Assignment: Below are the entries; give again exactly the lines from the one mentioning "use rtv_core::ecs::FleetTelemetry;" through the one mentioning "let params = ScenarioParams::default()", inclusive.

(The data)

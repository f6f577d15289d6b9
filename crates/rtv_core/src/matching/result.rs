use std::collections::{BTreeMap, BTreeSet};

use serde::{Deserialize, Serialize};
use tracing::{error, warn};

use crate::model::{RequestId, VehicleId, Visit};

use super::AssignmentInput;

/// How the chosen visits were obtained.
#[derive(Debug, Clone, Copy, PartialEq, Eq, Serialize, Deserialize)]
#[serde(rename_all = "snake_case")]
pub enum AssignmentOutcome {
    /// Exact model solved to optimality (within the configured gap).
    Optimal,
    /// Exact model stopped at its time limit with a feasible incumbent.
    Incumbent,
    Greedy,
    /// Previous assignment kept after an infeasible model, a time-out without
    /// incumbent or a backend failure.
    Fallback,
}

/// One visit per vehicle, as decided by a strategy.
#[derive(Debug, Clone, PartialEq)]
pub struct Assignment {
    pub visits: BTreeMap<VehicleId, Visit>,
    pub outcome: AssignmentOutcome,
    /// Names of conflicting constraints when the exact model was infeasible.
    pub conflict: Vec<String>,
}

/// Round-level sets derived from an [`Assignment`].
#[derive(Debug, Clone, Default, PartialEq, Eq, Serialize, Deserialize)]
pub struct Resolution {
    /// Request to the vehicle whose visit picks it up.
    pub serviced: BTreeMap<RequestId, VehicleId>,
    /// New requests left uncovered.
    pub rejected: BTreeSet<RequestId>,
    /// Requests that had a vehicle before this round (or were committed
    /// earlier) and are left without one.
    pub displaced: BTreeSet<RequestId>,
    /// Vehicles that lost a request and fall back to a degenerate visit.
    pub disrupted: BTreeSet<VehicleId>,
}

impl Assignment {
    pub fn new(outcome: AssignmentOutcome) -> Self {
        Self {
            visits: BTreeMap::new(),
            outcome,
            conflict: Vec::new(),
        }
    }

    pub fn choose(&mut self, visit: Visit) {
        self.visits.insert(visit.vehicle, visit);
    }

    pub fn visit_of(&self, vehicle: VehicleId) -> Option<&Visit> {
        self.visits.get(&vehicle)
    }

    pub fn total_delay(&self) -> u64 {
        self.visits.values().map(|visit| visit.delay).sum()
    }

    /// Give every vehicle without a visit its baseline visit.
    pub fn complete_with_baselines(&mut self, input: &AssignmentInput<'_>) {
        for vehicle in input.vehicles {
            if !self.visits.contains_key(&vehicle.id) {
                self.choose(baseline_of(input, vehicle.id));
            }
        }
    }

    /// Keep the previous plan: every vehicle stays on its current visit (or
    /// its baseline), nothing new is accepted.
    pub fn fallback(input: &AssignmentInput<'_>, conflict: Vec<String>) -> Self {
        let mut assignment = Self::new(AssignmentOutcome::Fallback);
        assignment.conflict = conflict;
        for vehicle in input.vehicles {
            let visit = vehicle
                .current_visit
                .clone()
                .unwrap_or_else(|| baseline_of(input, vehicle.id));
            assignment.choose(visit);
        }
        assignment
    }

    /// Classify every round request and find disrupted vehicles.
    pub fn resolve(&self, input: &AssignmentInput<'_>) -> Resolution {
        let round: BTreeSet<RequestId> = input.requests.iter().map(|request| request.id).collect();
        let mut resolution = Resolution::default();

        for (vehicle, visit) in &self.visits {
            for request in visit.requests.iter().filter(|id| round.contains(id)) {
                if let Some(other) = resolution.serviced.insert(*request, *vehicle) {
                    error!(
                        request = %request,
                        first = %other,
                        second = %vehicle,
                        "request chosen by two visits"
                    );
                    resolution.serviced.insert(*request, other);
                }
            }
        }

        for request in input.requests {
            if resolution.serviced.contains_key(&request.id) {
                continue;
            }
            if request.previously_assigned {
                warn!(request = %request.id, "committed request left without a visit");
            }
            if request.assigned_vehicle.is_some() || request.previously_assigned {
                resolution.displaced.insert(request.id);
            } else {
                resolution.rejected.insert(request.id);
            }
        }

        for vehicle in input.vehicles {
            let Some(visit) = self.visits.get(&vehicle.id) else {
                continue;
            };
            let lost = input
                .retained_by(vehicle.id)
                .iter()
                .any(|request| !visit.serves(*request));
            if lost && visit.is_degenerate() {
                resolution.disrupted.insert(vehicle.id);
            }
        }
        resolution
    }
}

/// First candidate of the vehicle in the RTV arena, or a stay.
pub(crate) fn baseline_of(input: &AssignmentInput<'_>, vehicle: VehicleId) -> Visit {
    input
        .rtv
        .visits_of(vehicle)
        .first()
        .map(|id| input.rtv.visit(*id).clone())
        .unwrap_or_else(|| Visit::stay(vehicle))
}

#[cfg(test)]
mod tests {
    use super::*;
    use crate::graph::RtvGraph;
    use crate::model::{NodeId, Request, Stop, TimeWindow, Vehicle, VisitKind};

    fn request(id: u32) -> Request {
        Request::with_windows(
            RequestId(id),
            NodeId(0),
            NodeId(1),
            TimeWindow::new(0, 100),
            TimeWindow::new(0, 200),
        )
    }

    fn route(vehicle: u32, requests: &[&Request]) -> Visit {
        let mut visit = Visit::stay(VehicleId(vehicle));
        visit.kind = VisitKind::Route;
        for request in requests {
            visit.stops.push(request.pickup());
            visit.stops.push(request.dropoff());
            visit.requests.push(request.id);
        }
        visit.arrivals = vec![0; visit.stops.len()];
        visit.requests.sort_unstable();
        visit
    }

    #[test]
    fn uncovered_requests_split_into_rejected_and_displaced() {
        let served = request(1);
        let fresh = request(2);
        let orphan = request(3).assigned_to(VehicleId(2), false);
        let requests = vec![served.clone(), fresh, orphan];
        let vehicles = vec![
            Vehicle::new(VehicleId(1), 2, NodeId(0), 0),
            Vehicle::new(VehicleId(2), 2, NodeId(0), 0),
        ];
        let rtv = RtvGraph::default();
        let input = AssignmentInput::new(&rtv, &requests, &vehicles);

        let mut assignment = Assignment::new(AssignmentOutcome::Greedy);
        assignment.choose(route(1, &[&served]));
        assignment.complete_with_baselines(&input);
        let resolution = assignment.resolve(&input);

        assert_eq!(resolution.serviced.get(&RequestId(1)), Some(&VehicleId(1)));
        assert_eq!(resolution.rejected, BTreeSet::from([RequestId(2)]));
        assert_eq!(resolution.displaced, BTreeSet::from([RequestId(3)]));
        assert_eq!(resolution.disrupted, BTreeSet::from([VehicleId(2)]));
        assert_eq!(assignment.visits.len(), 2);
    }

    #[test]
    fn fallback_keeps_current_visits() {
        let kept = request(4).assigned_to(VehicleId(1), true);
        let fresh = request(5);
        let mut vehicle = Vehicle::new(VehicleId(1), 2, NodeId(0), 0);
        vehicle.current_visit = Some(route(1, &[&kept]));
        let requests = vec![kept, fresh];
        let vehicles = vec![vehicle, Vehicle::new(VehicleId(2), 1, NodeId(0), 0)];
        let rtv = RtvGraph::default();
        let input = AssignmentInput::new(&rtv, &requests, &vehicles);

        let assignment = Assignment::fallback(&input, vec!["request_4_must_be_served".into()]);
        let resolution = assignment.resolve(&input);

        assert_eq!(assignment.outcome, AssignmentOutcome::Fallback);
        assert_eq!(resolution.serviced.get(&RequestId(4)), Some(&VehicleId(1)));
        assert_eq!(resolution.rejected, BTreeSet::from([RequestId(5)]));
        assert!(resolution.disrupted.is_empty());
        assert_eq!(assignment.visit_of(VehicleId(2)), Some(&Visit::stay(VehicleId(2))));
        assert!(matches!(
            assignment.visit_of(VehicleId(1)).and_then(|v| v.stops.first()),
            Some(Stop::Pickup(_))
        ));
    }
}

(End The data)
(The data)

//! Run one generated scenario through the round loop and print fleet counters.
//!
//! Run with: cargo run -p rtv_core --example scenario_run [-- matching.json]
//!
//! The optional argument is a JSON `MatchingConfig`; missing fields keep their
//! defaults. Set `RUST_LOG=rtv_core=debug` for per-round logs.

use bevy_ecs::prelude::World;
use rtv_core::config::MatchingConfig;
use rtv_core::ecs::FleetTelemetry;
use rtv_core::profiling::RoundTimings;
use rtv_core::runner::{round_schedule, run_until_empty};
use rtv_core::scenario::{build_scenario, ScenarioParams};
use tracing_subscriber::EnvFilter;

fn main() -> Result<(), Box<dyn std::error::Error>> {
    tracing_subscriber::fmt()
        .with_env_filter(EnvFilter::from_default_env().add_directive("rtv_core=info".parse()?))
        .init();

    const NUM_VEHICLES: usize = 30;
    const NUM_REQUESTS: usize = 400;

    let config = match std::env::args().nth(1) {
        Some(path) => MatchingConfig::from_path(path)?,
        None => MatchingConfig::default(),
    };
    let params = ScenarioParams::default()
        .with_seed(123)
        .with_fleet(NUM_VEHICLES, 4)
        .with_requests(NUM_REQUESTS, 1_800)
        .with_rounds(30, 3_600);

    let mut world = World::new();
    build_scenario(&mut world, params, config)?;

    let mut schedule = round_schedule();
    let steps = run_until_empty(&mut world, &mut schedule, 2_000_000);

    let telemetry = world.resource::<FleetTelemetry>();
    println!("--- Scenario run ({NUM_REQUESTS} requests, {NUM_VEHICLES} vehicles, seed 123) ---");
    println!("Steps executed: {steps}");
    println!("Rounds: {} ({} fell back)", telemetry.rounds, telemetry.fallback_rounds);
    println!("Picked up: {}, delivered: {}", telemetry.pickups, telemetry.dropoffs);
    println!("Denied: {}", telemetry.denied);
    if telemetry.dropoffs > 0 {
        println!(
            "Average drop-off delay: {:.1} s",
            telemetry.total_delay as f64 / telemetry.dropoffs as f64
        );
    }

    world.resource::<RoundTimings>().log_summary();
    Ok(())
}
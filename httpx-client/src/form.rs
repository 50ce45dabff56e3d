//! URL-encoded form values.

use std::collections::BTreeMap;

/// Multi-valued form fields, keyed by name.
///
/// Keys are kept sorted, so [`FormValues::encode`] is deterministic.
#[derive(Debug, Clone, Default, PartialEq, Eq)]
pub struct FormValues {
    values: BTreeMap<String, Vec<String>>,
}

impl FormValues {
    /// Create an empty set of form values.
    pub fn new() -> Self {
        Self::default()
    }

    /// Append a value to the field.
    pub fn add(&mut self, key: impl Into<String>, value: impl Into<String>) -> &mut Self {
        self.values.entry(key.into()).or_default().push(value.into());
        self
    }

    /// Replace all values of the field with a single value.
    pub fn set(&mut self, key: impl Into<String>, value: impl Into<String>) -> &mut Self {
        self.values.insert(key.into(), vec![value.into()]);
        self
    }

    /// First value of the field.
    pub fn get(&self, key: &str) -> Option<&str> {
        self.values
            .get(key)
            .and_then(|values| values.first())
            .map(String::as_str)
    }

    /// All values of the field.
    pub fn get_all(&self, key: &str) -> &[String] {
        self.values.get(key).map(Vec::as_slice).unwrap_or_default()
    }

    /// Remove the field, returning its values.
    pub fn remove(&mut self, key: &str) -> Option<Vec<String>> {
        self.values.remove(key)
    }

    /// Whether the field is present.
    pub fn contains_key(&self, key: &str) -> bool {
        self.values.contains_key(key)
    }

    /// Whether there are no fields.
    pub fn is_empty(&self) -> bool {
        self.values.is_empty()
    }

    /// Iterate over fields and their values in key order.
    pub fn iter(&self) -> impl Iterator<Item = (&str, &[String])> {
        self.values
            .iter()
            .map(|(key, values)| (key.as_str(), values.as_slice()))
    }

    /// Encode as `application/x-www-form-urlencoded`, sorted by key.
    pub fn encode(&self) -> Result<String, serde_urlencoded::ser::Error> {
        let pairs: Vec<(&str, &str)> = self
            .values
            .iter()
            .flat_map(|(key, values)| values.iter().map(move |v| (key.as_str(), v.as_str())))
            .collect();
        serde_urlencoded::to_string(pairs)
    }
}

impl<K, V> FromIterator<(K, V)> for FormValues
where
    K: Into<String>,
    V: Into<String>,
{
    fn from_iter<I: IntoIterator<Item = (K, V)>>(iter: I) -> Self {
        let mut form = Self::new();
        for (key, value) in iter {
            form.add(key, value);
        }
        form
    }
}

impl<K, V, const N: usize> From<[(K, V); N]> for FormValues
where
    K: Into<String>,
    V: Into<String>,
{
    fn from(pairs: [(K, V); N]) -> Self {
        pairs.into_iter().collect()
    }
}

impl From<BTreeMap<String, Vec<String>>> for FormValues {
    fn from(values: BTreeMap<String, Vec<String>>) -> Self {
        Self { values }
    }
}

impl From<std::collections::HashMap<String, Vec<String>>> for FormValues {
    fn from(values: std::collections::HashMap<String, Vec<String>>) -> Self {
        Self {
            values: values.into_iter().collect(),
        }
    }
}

(End The data)

Your solution:
use rtv_core::ecs::FleetTelemetry;
use rtv_core::profiling::RoundTimings;
use rtv_core::runner::{round_schedule, run_until_empty};
use rtv_core::scenario::{build_scenario, ScenarioParams};
use tracing_subscriber::EnvFilter;

fn main() -> Result<(), Box<dyn std::error::Error>> {
    tracing_subscriber::fmt()
        .with_env_filter(EnvFilter::from_default_env().add_directive("rtv_core=info".parse()?))
        .init();

    const NUM_VEHICLES: usize = 30;
    const NUM_REQUESTS: usize = 400;

    let config = match std::env::args().nth(1) {
        Some(path) => MatchingConfig::from_path(path)?,
        None => MatchingConfig::default(),
    };
    let params = ScenarioParams::default()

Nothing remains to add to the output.